The Kukadi, originating in the Western Ghats, is an easterly flowing tributary of the Ghod. The source of the river lies in the Western Ghats near Naneghat. The river passes to the north of Junnar and is situated outside Nighoj, near a road to Shirur. The Kukadi's tributaries include the tributeeies from the villages of Dimbhe, Manikdoh, Pimplegaon Joge, Wadaj, and Yedgaon. The river rises in the Western Ghat's high rainfall zone where the annual rainfall is greater than 4000 mm.

==Projects==
===Kukadi L.B. Canal Project===
In 1900, the Kukadi L.B. Canal Project conducted a survey to ascertain whether the Ghod River supply could be combined with the Kukadi to supply the famine area of Solapur.

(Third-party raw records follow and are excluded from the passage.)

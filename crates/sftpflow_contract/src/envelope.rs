use chrono::{DateTime, Utc};
use serde::{Deserialize, Serialize};
use serde_json::Value;

use crate::error::ContractError;
use crate::key::encode_object_key;

/// Event name S3 publishes for a completed `PutObject`.
pub const OBJECT_CREATED_PUT: &str = "ObjectCreated:Put";

/// Sent once by S3 when a notification configuration is attached to a topic.
pub const S3_TEST_EVENT: &str = "s3:TestEvent";

/// The payload a function subscribed to a topic is invoked with.
#[derive(Debug, Clone, Serialize, Deserialize, PartialEq)]
pub struct SnsEvent {
    #[serde(rename = "Records")]
    pub records: Vec<SnsRecord>,
}

#[derive(Debug, Clone, Serialize, Deserialize, PartialEq)]
pub struct SnsRecord {
    #[serde(
        rename = "EventSource",
        default,
        skip_serializing_if = "Option::is_none"
    )]
    pub event_source: Option<String>,
    #[serde(rename = "Sns")]
    pub sns: SnsMessage,
}

#[derive(Debug, Clone, Serialize, Deserialize, PartialEq)]
pub struct SnsMessage {
    #[serde(rename = "MessageId", default, skip_serializing_if = "Option::is_none")]
    pub message_id: Option<String>,
    #[serde(rename = "TopicArn", default, skip_serializing_if = "Option::is_none")]
    pub topic_arn: Option<String>,
    #[serde(rename = "Subject", default, skip_serializing_if = "Option::is_none")]
    pub subject: Option<String>,
    #[serde(rename = "Timestamp", default, skip_serializing_if = "Option::is_none")]
    pub timestamp: Option<DateTime<Utc>>,
    /// JSON text of the published message, an [`S3Notification`] for upload events.
    #[serde(rename = "Message")]
    pub message: String,
}

impl SnsEvent {
    pub fn from_messages(messages: Vec<SnsMessage>) -> Self {
        Self {
            records: messages
                .into_iter()
                .map(|sns| SnsRecord {
                    event_source: Some("aws:sns".to_string()),
                    sns,
                })
                .collect(),
        }
    }
}

impl SnsRecord {
    pub fn s3_notification(&self) -> Result<S3Notification, ContractError> {
        serde_json::from_str(&self.sns.message).map_err(|source| ContractError::Payload {
            what: "S3 notification",
            source,
        })
    }
}

/// Validate the shape of an SNS invocation payload before anything reads it.
pub fn decode_sns_event(payload: Value) -> Result<SnsEvent, ContractError> {
    serde_json::from_value(payload).map_err(|source| ContractError::Payload {
        what: "SNS event",
        source,
    })
}

#[derive(Debug, Clone, Serialize, Deserialize, PartialEq)]
pub struct S3Notification {
    #[serde(rename = "Records", default, skip_serializing_if = "Option::is_none")]
    pub records: Option<Vec<S3EventRecord>>,
    #[serde(rename = "Event", default, skip_serializing_if = "Option::is_none")]
    pub event: Option<String>,
}

impl S3Notification {
    pub fn object_created(bucket: &str, plain_key: &str, size: Option<u64>) -> Self {
        Self {
            records: Some(vec![S3EventRecord {
                event_name: Some(OBJECT_CREATED_PUT.to_string()),
                event_time: Some(Utc::now()),
                s3: S3Entity {
                    bucket: S3Bucket {
                        name: bucket.to_string(),
                    },
                    object: S3Object {
                        key: encode_object_key(plain_key),
                        size,
                    },
                },
            }]),
            event: None,
        }
    }

    pub fn is_test_event(&self) -> bool {
        self.records.is_none() && self.event.as_deref() == Some(S3_TEST_EVENT)
    }

    /// Records carried by the message. A test event carries none.
    pub fn into_records(self) -> Result<Vec<S3EventRecord>, ContractError> {
        if self.is_test_event() {
            return Ok(Vec::new());
        }
        self.records.ok_or(ContractError::MissingRecords)
    }
}

#[derive(Debug, Clone, Serialize, Deserialize, PartialEq)]
pub struct S3EventRecord {
    #[serde(rename = "eventName", default, skip_serializing_if = "Option::is_none")]
    pub event_name: Option<String>,
    #[serde(rename = "eventTime", default, skip_serializing_if = "Option::is_none")]
    pub event_time: Option<DateTime<Utc>>,
    pub s3: S3Entity,
}

#[derive(Debug, Clone, Serialize, Deserialize, PartialEq)]
pub struct S3Entity {
    pub bucket: S3Bucket,
    pub object: S3Object,
}

#[derive(Debug, Clone, Serialize, Deserialize, PartialEq)]
pub struct S3Bucket {
    pub name: String,
}

#[derive(Debug, Clone, Serialize, Deserialize, PartialEq)]
pub struct S3Object {
    /// URL-encoded, spaces as `+`.
    pub key: String,
    #[serde(default, skip_serializing_if = "Option::is_none")]
    pub size: Option<u64>,
}
use std::sync::Arc;
use std::time::Duration;

use sftpflow_archive::ArchiveMover;
use sftpflow_fanout::{
    ArchiveSubscriber, BucketNotifier, EmailSubscriber, RecordingMailTransport, RedeliveryPolicy,
    Topic,
};
use sftpflow_providers::InMemoryObjectStore;

const TOPIC_ARN: &str = "arn:aws:sns:local:000000000000:sftp-uploads";

struct Pipeline {
    store: Arc<InMemoryObjectStore>,
    mail: Arc<RecordingMailTransport>,
    notifier: BucketNotifier,
    topic: Topic,
}

fn pipeline() -> Pipeline {
    let store = Arc::new(InMemoryObjectStore::new());
    let mail = Arc::new(RecordingMailTransport::new());
    let mut topic = Topic::new(TOPIC_ARN).with_policy(RedeliveryPolicy {
        max_attempts: 2,
        backoff: Duration::from_millis(10),
    });
    topic.subscribe(Arc::new(EmailSubscriber::new(
        vec!["ops@example.com".to_string()],
        mail.clone(),
    )));
    topic.subscribe(Arc::new(ArchiveSubscriber::new(ArchiveMover::new(
        store.clone(),
        "archive",
    ))));

    Pipeline {
        notifier: BucketNotifier::new("src", store.clone()),
        store,
        mail,
        topic,
    }
}

#[tokio::test]
async fn uploads_are_mailed_and_archived() {
    let Pipeline {
        store,
        mail,
        notifier,
        topic,
    } = pipeline();

    notifier
        .put_object(&topic, "home/alice/file 1.txt", b"first".to_vec())
        .await
        .expect("upload");
    notifier
        .put_object(&topic, "home/bob/a+b 100%.csv", b"second".to_vec())
        .await
        .expect("upload");

    let reports = topic.shutdown().await;
    for report in &reports {
        assert_eq!(report.delivered, 2, "{}", report.subscriber);
        assert!(report.dead_letters.is_empty());
    }

    assert!(store.list_keys("src").await.is_empty());
    assert_eq!(
        store.get_object("archive", "home/alice/file 1.txt").await,
        Some(b"first".to_vec())
    );
    assert_eq!(
        store.get_object("archive", "home/bob/a+b 100%.csv").await,
        Some(b"second".to_vec())
    );

    let sent = mail.sent().await;
    assert_eq!(sent.len(), 2);
    assert!(sent[0].body.contains("home/alice/file 1.txt"));
}

#[tokio::test]
async fn archive_failure_does_not_affect_email_delivery() {
    let Pipeline {
        store,
        mail,
        notifier,
        topic,
    } = pipeline();
    store.fail_copy("home/alice/locked.txt").await;

    notifier
        .put_object(&topic, "home/alice/locked.txt", b"data".to_vec())
        .await
        .expect("upload");

    let reports = topic.shutdown().await;
    let archive = reports
        .iter()
        .find(|report| report.subscriber == "archive")
        .expect("archive report");
    assert_eq!(archive.redeliveries, 1);
    assert_eq!(archive.dead_letters.len(), 1);

    assert!(store.contains("src", "home/alice/locked.txt").await);
    assert_eq!(mail.sent().await.len(), 1);
}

The low-level rising contour, started from Kem, Maharashtra in the previous year, was continued and completed up to the Kukadi River. A canal line was also aligned from that river up to the Ghod River. Three more contours were run for the Nirgudsar Tank on the latter river, and an alternative dam site was examined at Sakora. The surveys, difficult and extensive, indicated that the Ghod water could be made available for the famine districts.

===Kukadi Irrigation Project===
The Kukadi Irrigation Project is a program underway by the Maharashtra Krishna Valley Development Corporation. Approved in 1968, it is almost complete, with the remaining work on some of the distributary systems still in process. It includes five storage dams across the five tributaries; viz. Yedgaon Dam, Manikdoh Dam, Dimbhe Dam, Wadaj Dam and Pimpalgaon Joge Dam.